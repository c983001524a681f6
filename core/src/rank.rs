use crate::{IdfTable, Query, Term, TermSequence};
use serde::{Deserialize, Serialize};
use std::cmp::Ordering;
use std::collections::{BTreeMap, HashSet};

#[derive(Debug, Clone, PartialEq, Serialize, Deserialize)]
pub struct ScoredFile {
    pub id: String,
    pub score: f64,
}

#[derive(Debug, Clone, PartialEq, Serialize, Deserialize)]
pub struct ScoredSentence {
    pub text: String,
    /// Sum of sentence-level idf over the distinct query terms present.
    pub idf_score: f64,
    /// Share of the sentence's tokens that are matched query terms.
    pub density: f64,
}

/// Score every document by summed tf-idf over the query terms and keep the best `n`.
///
/// Query terms unknown to `idfs` add nothing. Ties keep identifier order.
pub fn rank_files(query: &Query, files: &BTreeMap<String, TermSequence>, idfs: &IdfTable, n: usize) -> Vec<ScoredFile> {
    let mut scored: Vec<ScoredFile> = files
        .iter()
        .map(|(id, terms)| {
            let score = query
                .iter()
                .filter_map(|word| {
                    let tf = terms.iter().filter(|t| *t == word).count();
                    if tf == 0 { return None; }
                    Some(idfs.weight(word).unwrap_or(0.0) * tf as f64)
                })
                .sum::<f64>();
            ScoredFile { id: id.clone(), score }
        })
        .collect();
    // stable sort: BTreeMap order breaks ties by identifier ascending
    scored.sort_by(|a, b| b.score.partial_cmp(&a.score).unwrap_or(Ordering::Equal));
    scored.truncate(n);
    scored
}

pub fn top_files(query: &Query, files: &BTreeMap<String, TermSequence>, idfs: &IdfTable, n: usize) -> Vec<String> {
    rank_files(query, files, idfs, n).into_iter().map(|f| f.id).collect()
}

/// Rank sentences by matched idf, then by query term density, then by input order.
///
/// Sentences without tokens are skipped.
pub fn rank_sentences(query: &Query, sentences: &[(String, TermSequence)], idfs: &IdfTable, n: usize) -> Vec<ScoredSentence> {
    let mut scored: Vec<ScoredSentence> = sentences
        .iter()
        .filter(|(_, terms)| !terms.is_empty())
        .map(|(text, terms)| {
            let matched: HashSet<&Term> = terms.iter().filter(|t| query.contains(*t)).collect();
            let idf_score = matched.iter().map(|t| idfs.weight(t).unwrap_or(0.0)).sum::<f64>();
            let hits = terms.iter().filter(|t| matched.contains(t)).count();
            ScoredSentence { text: text.clone(), idf_score, density: hits as f64 / terms.len() as f64 }
        })
        .collect();
    scored.sort_by(|a, b| {
        b.idf_score
            .partial_cmp(&a.idf_score)
            .unwrap_or(Ordering::Equal)
            .then_with(|| b.density.partial_cmp(&a.density).unwrap_or(Ordering::Equal))
    });
    scored.truncate(n);
    scored
}

pub fn top_sentences(query: &Query, sentences: &[(String, TermSequence)], idfs: &IdfTable, n: usize) -> Vec<String> {
    rank_sentences(query, sentences, idfs, n).into_iter().map(|s| s.text).collect()
}

#[cfg(test)]
mod tests {
    use super::*;
    use crate::compute_idfs;
    use crate::tokenizer::{query_terms, tokenize};

    fn files(docs: &[(&str, &str)]) -> BTreeMap<String, TermSequence> {
        docs.iter().map(|(id, text)| (id.to_string(), tokenize(text))).collect()
    }

    fn sentences(texts: &[&str]) -> Vec<(String, TermSequence)> {
        texts.iter().map(|t| (t.to_string(), tokenize(t))).collect()
    }

    #[test]
    fn tf_idf_orders_files() {
        let docs = files(&[
            ("a.txt", "Rust rust rust programming."),
            ("b.txt", "Rust programming and python programming."),
            ("c.txt", "Gardening tips for spring."),
        ]);
        let idfs = compute_idfs(docs.values().map(Vec::as_slice)).unwrap();
        let ranked = rank_files(&query_terms("rust"), &docs, &idfs, 3);
        assert_eq!(ranked.iter().map(|f| f.id.as_str()).collect::<Vec<_>>(), vec!["a.txt", "b.txt", "c.txt"]);
        assert!((ranked[0].score - 3.0 * 1.5f64.ln()).abs() < 1e-12);
        assert!(ranked.windows(2).all(|w| w[0].score >= w[1].score));
    }

    #[test]
    fn unknown_query_terms_score_zero() {
        let docs = files(&[("b.txt", "beta"), ("a.txt", "alpha")]);
        let idfs = compute_idfs(docs.values().map(Vec::as_slice)).unwrap();
        let ranked = rank_files(&query_terms("zeta"), &docs, &idfs, 5);
        assert_eq!(ranked, vec![
            ScoredFile { id: "a.txt".into(), score: 0.0 },
            ScoredFile { id: "b.txt".into(), score: 0.0 },
        ]);
    }

    #[test]
    fn truncates_to_n() {
        let docs = files(&[("a", "one"), ("b", "two"), ("c", "three")]);
        let idfs = compute_idfs(docs.values().map(Vec::as_slice)).unwrap();
        assert_eq!(top_files(&query_terms("two"), &docs, &idfs, 1), vec!["b"]);
        assert!(top_files(&Query::new(), &docs, &idfs, 0).is_empty());
        assert_eq!(top_files(&Query::new(), &docs, &idfs, 10), vec!["a", "b", "c"]);
    }

    #[test]
    fn density_breaks_idf_ties() {
        let sents = sentences(&["The cat sat.", "The cat ran fast."]);
        let idfs = compute_idfs(sents.iter().map(|(_, t)| t.as_slice())).unwrap();
        let ranked = rank_sentences(&query_terms("cat"), &sents, &idfs, 2);
        assert_eq!(ranked[0].text, "The cat sat.");
        assert_eq!(ranked[0].idf_score, 0.0);
        assert!((ranked[0].density - 0.5).abs() < 1e-12);
        assert!((ranked[1].density - 1.0 / 3.0).abs() < 1e-12);
    }

    #[test]
    fn idf_outranks_density() {
        let sents = sentences(&["Cats nap.", "Dogs bark loudly at cats near trains."]);
        let idfs = compute_idfs(sents.iter().map(|(_, t)| t.as_slice())).unwrap();
        let top = top_sentences(&query_terms("dogs cats"), &sents, &idfs, 1);
        assert_eq!(top, vec!["Dogs bark loudly at cats near trains."]);
    }

    #[test]
    fn density_counts_repeats() {
        let sents = sentences(&["rust rust code"]);
        let idfs = compute_idfs(sents.iter().map(|(_, t)| t.as_slice())).unwrap();
        let ranked = rank_sentences(&query_terms("rust"), &sents, &idfs, 1);
        assert!((ranked[0].density - 2.0 / 3.0).abs() < 1e-12);
    }

    #[test]
    fn unmatched_sentences_keep_input_order() {
        let sents = sentences(&["Second place.", "First place?", "The."]);
        let idfs = compute_idfs(sents.iter().map(|(_, t)| t.as_slice())).unwrap();
        let ranked = rank_sentences(&query_terms("nothing"), &sents, &idfs, 5);
        assert_eq!(ranked.len(), 2);
        assert_eq!(ranked[0].text, "Second place.");
        assert!(ranked.iter().all(|s| s.idf_score == 0.0 && s.density == 0.0));
    }
}
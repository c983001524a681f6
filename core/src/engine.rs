use crate::rank::{rank_files, rank_sentences, ScoredFile, ScoredSentence};
use crate::sentences::split_sentences;
use crate::tokenizer::{query_terms, tokenize};
use crate::{compute_idfs, Corpus, IdfTable, QaError, Result, TermSequence};
use serde::{Deserialize, Serialize};
use std::collections::{BTreeMap, HashSet};

/// How many documents feed the sentence stage, and how many sentences answer.
#[derive(Debug, Clone, Copy, PartialEq, Eq, Serialize, Deserialize)]
pub struct RankConfig {
    pub file_matches: usize,
    pub sentence_matches: usize,
}

impl Default for RankConfig {
    fn default() -> Self { Self { file_matches: 1, sentence_matches: 1 } }
}

#[derive(Debug, Clone, Default, PartialEq, Serialize, Deserialize)]
pub struct Answer {
    pub files: Vec<ScoredFile>,
    pub sentences: Vec<ScoredSentence>,
}

impl Answer {
    pub fn is_empty(&self) -> bool { self.sentences.is_empty() }
}

/// Corpus plus its document-level idf table, built once and only read afterwards.
#[derive(Debug)]
pub struct QaEngine {
    corpus: Corpus,
    file_terms: BTreeMap<String, TermSequence>,
    idfs: IdfTable,
    config: RankConfig,
}

impl QaEngine {
    pub fn new(corpus: Corpus, config: RankConfig) -> Result<Self> {
        let file_terms: BTreeMap<String, TermSequence> =
            corpus.iter().map(|(id, text)| (id.to_string(), tokenize(text))).collect();
        let idfs = if file_terms.is_empty() {
            IdfTable::default()
        } else {
            compute_idfs(file_terms.values().map(Vec::as_slice))?
        };
        tracing::info!(num_docs = file_terms.len(), num_terms = idfs.len(), "corpus indexed");
        Ok(Self { corpus, file_terms, idfs, config })
    }

    pub fn corpus(&self) -> &Corpus { &self.corpus }
    pub fn idfs(&self) -> &IdfTable { &self.idfs }
    pub fn config(&self) -> RankConfig { self.config }

    pub fn answer(&self, question: &str) -> Result<Answer> {
        self.answer_with(question, self.config.file_matches, self.config.sentence_matches)
    }

    /// Answer with explicit document and sentence counts.
    pub fn answer_with(&self, question: &str, file_matches: usize, sentence_matches: usize) -> Result<Answer> {
        let query = query_terms(question);
        if query.is_empty() || self.file_terms.is_empty() {
            tracing::debug!(question, "nothing to rank");
            return Ok(Answer::default());
        }

        let files = rank_files(&query, &self.file_terms, &self.idfs, file_matches);
        let candidates = self.sentences_of(&files)?;
        if candidates.is_empty() {
            return Ok(Answer { files, sentences: Vec::new() });
        }
        let sentence_idfs = compute_idfs(candidates.iter().map(|(_, t)| t.as_slice()))?;
        let sentences = rank_sentences(&query, &candidates, &sentence_idfs, sentence_matches);
        tracing::debug!(
            query = ?query,
            files = ?files.iter().map(|f| f.id.as_str()).collect::<Vec<_>>(),
            candidates = candidates.len(),
            "ranked"
        );
        Ok(Answer { files, sentences })
    }

    /// Sentences of the selected documents that keep at least one term,
    /// in document rank order and deduplicated by text.
    fn sentences_of(&self, files: &[ScoredFile]) -> Result<Vec<(String, TermSequence)>> {
        let mut seen: HashSet<String> = HashSet::new();
        let mut out = Vec::new();
        for file in files {
            let text = self.corpus.get(&file.id).ok_or_else(|| QaError::UnknownDocument(file.id.clone()))?;
            for sentence in split_sentences(text) {
                let terms = tokenize(&sentence);
                if terms.is_empty() || seen.contains(&sentence) { continue; }
                seen.insert(sentence.clone());
                out.push((sentence, terms));
            }
        }
        Ok(out)
    }
}

#[cfg(test)]
mod tests {
    use super::*;

    fn engine(docs: &[(&str, &str)], config: RankConfig) -> QaEngine {
        QaEngine::new(Corpus::from_documents(docs.iter().copied()), config).unwrap()
    }

    #[test]
    fn answers_from_best_document() {
        let e = engine(
            &[
                ("python.txt", "Python is a language. Python uses indentation for blocks."),
                ("rust.txt", "Rust has a borrow checker. The borrow checker enforces ownership rules."),
            ],
            RankConfig::default(),
        );
        let a = e.answer("What rules does the borrow checker enforce?").unwrap();
        assert_eq!(a.files.len(), 1);
        assert_eq!(a.files[0].id, "rust.txt");
        assert_eq!(a.sentences.len(), 1);
        assert_eq!(a.sentences[0].text, "The borrow checker enforces ownership rules.");
    }

    #[test]
    fn empty_corpus_or_query_gives_empty_answer() {
        let empty = engine(&[], RankConfig::default());
        assert!(empty.idfs().is_empty());
        assert!(empty.answer("anything").unwrap().is_empty());

        let e = engine(&[("a.txt", "Cats sleep.")], RankConfig::default());
        let a = e.answer("the and of ?").unwrap();
        assert!(a.is_empty());
        assert!(a.files.is_empty());
    }

    #[test]
    fn duplicate_sentences_across_files_count_once() {
        let e = engine(
            &[("a.txt", "Shared line here. Alpha only."), ("b.txt", "Shared line here. Beta only.")],
            RankConfig { file_matches: 2, sentence_matches: 10 },
        );
        let a = e.answer("shared line alpha beta").unwrap();
        let texts: Vec<&str> = a.sentences.iter().map(|s| s.text.as_str()).collect();
        assert_eq!(texts.len(), 3);
        assert_eq!(texts.iter().filter(|t| **t == "Shared line here.").count(), 1);
    }

    #[test]
    fn abbreviations_stay_inside_the_answer() {
        let e = engine(
            &[("dc.txt", "Mr. Smith went to Washington. He stayed for a week.")],
            RankConfig { file_matches: 1, sentence_matches: 3 },
        );
        let texts: Vec<String> = e.answer("Who went to Washington?").unwrap().sentences.into_iter().map(|s| s.text).collect();
        assert_eq!(texts, vec!["Mr. Smith went to Washington.", "He stayed for a week."]);
    }

    #[test]
    fn answer_with_overrides_counts() {
        let e = engine(&[("a.txt", "One cat. Two cats. Three cats here.")], RankConfig::default());
        let texts: Vec<String> = e.answer_with("cats", 1, 3).unwrap().sentences.into_iter().map(|s| s.text).collect();
        assert_eq!(texts, vec!["Two cats.", "Three cats here.", "One cat."]);
        assert!(e.answer_with("cats", 0, 3).unwrap().sentences.is_empty());
    }
}
//! Parse errors.
//!
//! Parsing is fail-fast: the first lexical or syntax error ends the parse
//! unit and is returned as a single [`ParseError`].

use std::fmt;

use llace_ir::{Origin, Token, TokenKind};

/// Error codes for parse diagnostics.
///
/// - E0xxx: lexical errors, reported when the parser reaches the token
/// - E1xxx: syntax errors
#[derive(Copy, Clone, Eq, PartialEq, Hash, Debug)]
pub enum ErrorCode {
    /// String literal runs past the end of its line
    E0001,
    /// Single-quoted literal runs past the end of its line
    E0002,
    /// Character that starts no token
    E0003,
    /// Single-quoted literal of no known form
    E0004,

    /// Unexpected token
    E1001,
    /// Array index postfix (`x[i]`)
    E1002,
}

impl ErrorCode {
    pub const fn as_str(self) -> &'static str {
        match self {
            ErrorCode::E0001 => "E0001",
            ErrorCode::E0002 => "E0002",
            ErrorCode::E0003 => "E0003",
            ErrorCode::E0004 => "E0004",
            ErrorCode::E1001 => "E1001",
            ErrorCode::E1002 => "E1002",
        }
    }

    /// Code for an error-kind token, `None` for every other kind.
    pub const fn for_lexical_error(kind: TokenKind) -> Option<ErrorCode> {
        match kind {
            TokenKind::UnclosedString => Some(ErrorCode::E0001),
            TokenKind::UnclosedLiteral => Some(ErrorCode::E0002),
            TokenKind::UnrecognizedChar => Some(ErrorCode::E0003),
            TokenKind::UnrecognizedLiteral => Some(ErrorCode::E0004),
            _ => None,
        }
    }
}

impl fmt::Display for ErrorCode {
    fn fmt(&self, f: &mut fmt::Formatter<'_>) -> fmt::Result {
        f.write_str(self.as_str())
    }
}

#[derive(Clone, Eq, PartialEq, Debug, thiserror::Error)]
#[error("{message}")]
pub struct ParseError {
    pub code: ErrorCode,
    pub message: String,
    pub origin: Origin,
}

impl ParseError {
    #[cold]
    pub fn new(code: ErrorCode, message: impl Into<String>, origin: Origin) -> Self {
        ParseError {
            code,
            message: message.into(),
            origin,
        }
    }

    /// The parser needed one of `expected` but found `found`.
    #[cold]
    pub fn expected_one_of(expected: &[TokenKind], found: &Token) -> Self {
        let expected = expected
            .iter()
            .map(|kind| kind.text())
            .collect::<Vec<_>>()
            .join(",");
        ParseError::new(
            ErrorCode::E1001,
            format!(
                "Expected one of ({expected}). Instead saw {} '{}' at {}.",
                found.kind.text(),
                found.text,
                found.origin
            ),
            found.origin.clone(),
        )
    }

    /// An error-kind token reached the parser.
    #[cold]
    pub fn lexical(code: ErrorCode, token: &Token) -> Self {
        ParseError::new(
            code,
            format!(
                "Lexical error: {} '{}' at {}.",
                token.kind.text(),
                token.text,
                token.origin
            ),
            token.origin.clone(),
        )
    }

    /// `origin` is the `[` that opened the index.
    #[cold]
    pub fn unsupported_index(origin: Origin) -> Self {
        let message = format!("Array index expressions are not supported at {origin}.");
        ParseError::new(ErrorCode::E1002, message, origin)
    }
}
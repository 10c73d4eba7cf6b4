//! Expression Writer
//!
//! Renders an expression tree as Llace source through an [`OutputBuilder`].
//!
//! Layout is decided per grouping (parenthesized items, union operands) by
//! [`item_spacing`], which looks only at the shape of the tree. Source laid
//! out the way the writer lays it out therefore parses and writes back to
//! the same text.

use std::marker::PhantomData;
use std::ptr;

use llace_ir::{BinaryOp, Expr, ExprKind};
use llace_stack::ensure_sufficient_stack;
use rustc_hash::FxHashMap;

use crate::output::{OutputBuilder, VerticalSpacing};

/// Spacing for the groupings inside `expr`.
///
/// Three or more direct children break lines, as does any documentation
/// attached by a document node. Leading documentation anywhere below asks
/// for blank lines, which win over everything else.
pub fn item_spacing(expr: &Expr) -> VerticalSpacing {
    ExpressionWriter::new().spacing(expr)
}

/// Writes expressions through an [`OutputBuilder`].
///
/// Spacing is computed bottom-up once per node and cached for the lifetime
/// of the writer, which borrows the tree it writes.
#[derive(Debug, Default)]
pub struct ExpressionWriter<'a> {
    spacing: FxHashMap<*const Expr, VerticalSpacing>,
    tree: PhantomData<&'a Expr>,
}

impl<'a> ExpressionWriter<'a> {
    pub fn new() -> Self {
        ExpressionWriter {
            spacing: FxHashMap::default(),
            tree: PhantomData,
        }
    }

    pub fn write_expr(&mut self, out: &mut OutputBuilder, expr: &'a Expr) {
        ensure_sufficient_stack(|| self.write_expr_inner(out, expr));
    }

    /// Write the items of a whole source file: a `Parenthesized` node whose
    /// parentheses are implicit. Any other node is written as a single item.
    pub fn write_unparenthesized_items(&mut self, out: &mut OutputBuilder, expr: &'a Expr) {
        let items = items_of(expr);
        let spacing = self.spacing(expr);
        out.vertically_spaced(spacing, |out| {
            self.write_comma_separated(out, items);
        });
    }

    // ─── Spacing ───

    fn spacing(&mut self, expr: &'a Expr) -> VerticalSpacing {
        let key = ptr::from_ref(expr);
        if let Some(&cached) = self.spacing.get(&key) {
            return cached;
        }
        let spacing = ensure_sufficient_stack(|| self.calculate_spacing(expr));
        self.spacing.insert(key, spacing);
        spacing
    }

    fn calculate_spacing(&mut self, expr: &'a Expr) -> VerticalSpacing {
        let items = expr.sub_expressions();
        let mut result = if items.len() > 2 {
            VerticalSpacing::MultipleLines
        } else {
            VerticalSpacing::None
        };

        if let ExprKind::Infix {
            op: BinaryOp::Document,
            operands,
        } = expr.kind()
        {
            if operands.first().is_some_and(Expr::is_leading_documentation) {
                return VerticalSpacing::Whitespace;
            }
            result = VerticalSpacing::MultipleLines;
        }

        for item in items {
            match self.spacing(item) {
                VerticalSpacing::Whitespace => return VerticalSpacing::Whitespace,
                VerticalSpacing::MultipleLines => result = VerticalSpacing::MultipleLines,
                VerticalSpacing::None => {}
            }
        }

        result
    }

    // ─── Rendering ───

    fn write_expr_inner(&mut self, out: &mut OutputBuilder, expr: &'a Expr) {
        match expr.kind() {
            ExprKind::CharLiteral(text)
            | ExprKind::DateLiteral(text)
            | ExprKind::DateTimeLiteral(text)
            | ExprKind::Identifier(text)
            | ExprKind::IntegerLiteral(text)
            | ExprKind::StringLiteral(text)
            | ExprKind::UuidLiteral(text) => out.append(text),

            ExprKind::ArrayLiteral(elements) => {
                out.append("[");
                for (index, element) in elements.iter().enumerate() {
                    if index > 0 {
                        out.append(", ");
                    }
                    self.write_expr(out, element);
                }
                out.append("]");
            }

            ExprKind::ArrayType(item) => self.write_suffixed(out, item, "[]"),
            ExprKind::ListType(item) => self.write_suffixed(out, item, "[;]"),
            ExprKind::SetType(item) => self.write_suffixed(out, item, "{}"),
            ExprKind::Optional(item) => self.write_suffixed(out, item, "?"),
            ExprKind::MapType { item, key } => {
                self.write_expr(out, item);
                out.append("{");
                self.write_expr(out, key);
                out.append("}");
            }

            ExprKind::FunctionCall { callee, arguments } => {
                self.write_expr(out, callee);
                self.write_parenthesized(out, arguments);
            }
            ExprKind::Parenthesized(_) => self.write_parenthesized(out, expr),

            ExprKind::Infix {
                op: BinaryOp::Union,
                operands,
            } => self.write_union(out, expr, operands),
            ExprKind::Infix {
                op: BinaryOp::Document,
                operands,
            } => {
                for operand in operands {
                    self.write_expr(out, operand);
                }
            }
            ExprKind::Infix { op, operands } => {
                let mut operands = operands.iter();
                if let Some(first) = operands.next() {
                    self.write_expr(out, first);
                }
                for operand in operands {
                    out.append(op.text());
                    self.write_expr(out, operand);
                }
            }
            ExprKind::Prefix { op, operand } => {
                out.append(op.text());
                self.write_expr(out, operand);
            }

            ExprKind::LeadingDocumentation(lines) => {
                for line in lines {
                    out.append(line);
                    out.append_new_line();
                }
            }
            ExprKind::TrailingDocumentation(lines) => {
                out.set_trailing_documentation(lines.iter().map(|line| format!("  {line}")).collect());
            }
            ExprKind::MultilineString(lines) => out.indented_to_current_column(|out| {
                for line in lines {
                    out.append(line);
                    out.append_new_line();
                }
            }),
        }
    }

    fn write_suffixed(&mut self, out: &mut OutputBuilder, item: &'a Expr, suffix: &str) {
        self.write_expr(out, item);
        out.append(suffix);
    }

    fn write_parenthesized(&mut self, out: &mut OutputBuilder, expr: &'a Expr) {
        let items = items_of(expr);
        let spacing = self.spacing(expr);
        out.append("(");
        out.vertically_spaced(spacing, |out| {
            out.append_vertical_spacing();
            out.indented_if_vertically_spaced(|out| self.write_comma_separated(out, items));
        });
        out.append(")");
    }

    /// Items joined by `, `, each followed by the current vertical spacing.
    fn write_comma_separated(&mut self, out: &mut OutputBuilder, items: &'a [Expr]) {
        for (index, item) in items.iter().enumerate() {
            if index > 0 {
                out.append(", ");
                out.append_vertical_spacing();
            }
            self.write_expr(out, item);
        }
        out.append_vertical_spacing();
    }

    /// One operand per line when spaced, each after the first led by `|`.
    fn write_union(&mut self, out: &mut OutputBuilder, expr: &'a Expr, operands: &'a [Expr]) {
        let spacing = self.spacing(expr);
        out.vertically_spaced(spacing, |out| {
            for (index, operand) in operands.iter().enumerate() {
                out.append_vertical_spacing();
                out.indented_if_vertically_spaced(|out| {
                    if index > 0 {
                        out.append(" | ");
                    }
                    self.write_expr(out, operand);
                });
            }
        });
    }
}

fn items_of(expr: &Expr) -> &[Expr] {
    match expr.kind() {
        ExprKind::Parenthesized(items) => items,
        _ => std::slice::from_ref(expr),
    }
}
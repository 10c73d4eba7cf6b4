use pretty_assertions::assert_eq;

use super::*;

fn finish(f: impl FnOnce(&mut OutputBuilder)) -> String {
    let mut output = OutputBuilder::new();
    f(&mut output);
    output.into_output()
}

#[test]
fn output_ends_with_exactly_one_line_break() {
    assert_eq!(finish(|out| out.append("x")), "x\n");
    assert_eq!(finish(|out| out.append("x\n\n\n")), "x\n");
    assert_eq!(finish(|_| {}), "\n");
}

#[test]
fn trailing_whitespace_is_stripped_per_line() {
    assert_eq!(finish(|out| out.append("a,   \nb  ")), "a,\nb\n");
}

#[test]
fn conditional_line_break() {
    let text = finish(|out| {
        out.append("a");
        out.append_new_line_if(false);
        out.append("b");
        out.append_new_line_if(true);
        out.append("c");
    });
    assert_eq!(text, "ab\nc\n");
}

#[test]
fn new_lines_start_at_indentation() {
    let text = finish(|out| {
        out.append("(");
        out.indented(|out| {
            out.append_new_line();
            out.append("a\nb");
            out.append_new_line();
        });
        out.append(")");
    });
    assert_eq!(text, "(\n    a\n    b\n)\n");
}

#[test]
fn leading_whitespace_of_a_new_line_is_replaced_by_indentation() {
    let text = finish(|out| {
        out.indented(|out| out.append("   | x"));
    });
    assert_eq!(text, "    | x\n");
}

#[test]
fn configured_indent_width() {
    let mut out = OutputBuilder::with_config(FormatConfig::with_indent_width(2));
    out.indented(|out| out.indented(|out| out.append("x")));
    assert_eq!(out.into_output(), "    x\n");
}

#[test]
fn indented_if_only_indents_when_asked() {
    let text = finish(|out| {
        out.indented_if(false, |out| {
            out.append("a");
            out.append_new_line();
        });
        out.indented_if(true, |out| out.append("b"));
    });
    assert_eq!(text, "a\n    b\n");
}

#[test]
fn unindent_discards_whitespace_only_line() {
    let mut out = OutputBuilder::new();
    out.append("x");
    out.append_new_line();
    out.indented(|out| out.append("   "));
    out.append("y");
    assert_eq!(out.into_output(), "x\ny\n");
}

#[test]
fn vertical_spacing_modes() {
    let text = finish(|out| {
        out.append("a");
        out.append_vertical_spacing();
        out.append("b");
        out.vertically_spaced(VerticalSpacing::MultipleLines, |out| {
            out.append_vertical_spacing();
            out.append("c");
            out.vertically_spaced(VerticalSpacing::Whitespace, |out| {
                out.append_vertical_spacing();
                out.append("d");
            });
        });
        out.append_vertical_spacing();
        out.append("e");
    });
    assert_eq!(text, "ab\nc\n\nde\n");
}

#[test]
fn multiple_lines_does_not_break_an_empty_line() {
    let text = finish(|out| {
        out.vertically_spaced(VerticalSpacing::MultipleLines, |out| {
            out.append_vertical_spacing();
            out.append("a");
            out.append_new_line();
            out.append_vertical_spacing();
            out.append("b");
        });
    });
    assert_eq!(text, "a\nb\n");
}

#[test]
fn spacing_mode_is_restored() {
    let mut out = OutputBuilder::new();
    out.vertically_spaced(VerticalSpacing::Whitespace, |out| {
        assert_eq!(out.vertical_spacing(), VerticalSpacing::Whitespace);
        out.vertically_spaced(VerticalSpacing::None, |out| {
            assert_eq!(out.vertical_spacing(), VerticalSpacing::None);
        });
        assert_eq!(out.vertical_spacing(), VerticalSpacing::Whitespace);
    });
    assert_eq!(out.vertical_spacing(), VerticalSpacing::None);
}

#[test]
fn indented_if_vertically_spaced_follows_mode() {
    let text = finish(|out| {
        out.indented_if_vertically_spaced(|out| {
            out.append("a");
            out.append_new_line();
        });
        out.vertically_spaced(VerticalSpacing::MultipleLines, |out| {
            out.indented_if_vertically_spaced(|out| out.append("b"));
        });
    });
    assert_eq!(text, "a\n    b\n");
}

#[test]
fn trailing_documentation_follows_the_code() {
    let text = finish(|out| {
        out.append("a: 1,");
        out.set_trailing_documentation(vec!["  // one".into()]);
        out.append_new_line();
        out.append("b: 2");
    });
    assert_eq!(text, "a: 1,  // one\nb: 2\n");
}

#[test]
fn trailing_documentation_continuation_is_aligned() {
    let text = finish(|out| {
        out.append("size: int,");
        out.set_trailing_documentation(vec!["  // The size,".into(), "  // in pixels.".into()]);
        out.append_new_line();
    });
    assert_eq!(text, "size: int,  // The size,\n            // in pixels.\n");
}

#[test]
fn pending_trailing_documentation_is_flushed_at_end() {
    let text = finish(|out| {
        out.append("x");
        out.set_trailing_documentation(vec!["  // last".into()]);
    });
    assert_eq!(text, "x  // last\n");
}

#[test]
fn aligned_to_current_column() {
    let text = finish(|out| {
        out.indented(|out| {
            out.append("text: ");
            out.indented_to_current_column(|out| {
                out.append("`one");
                out.append_new_line();
                out.append("`two");
                out.append_new_line();
            });
            out.append("x");
        });
    });
    assert_eq!(text, "    text: `one\n          `two\n    x\n");
}

#[test]
fn aligned_on_empty_line_keeps_indentation() {
    let text = finish(|out| {
        out.indented(|out| {
            out.indented_to_current_column(|out| {
                out.append("`one");
                out.append_new_line();
                out.append("`two");
            });
        });
    });
    assert_eq!(text, "    `one\n    `two\n");
}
——————————
Work instructions: Search the data for the string "QaEngine" and copy out every line where it is found.

Output below:
pub struct QaEngine {
impl QaEngine {
    fn engine(docs: &[(&str, &str)], config: RankConfig) -> QaEngine {
        QaEngine::new(Corpus::from_documents(docs.iter().copied()), config).unwrap()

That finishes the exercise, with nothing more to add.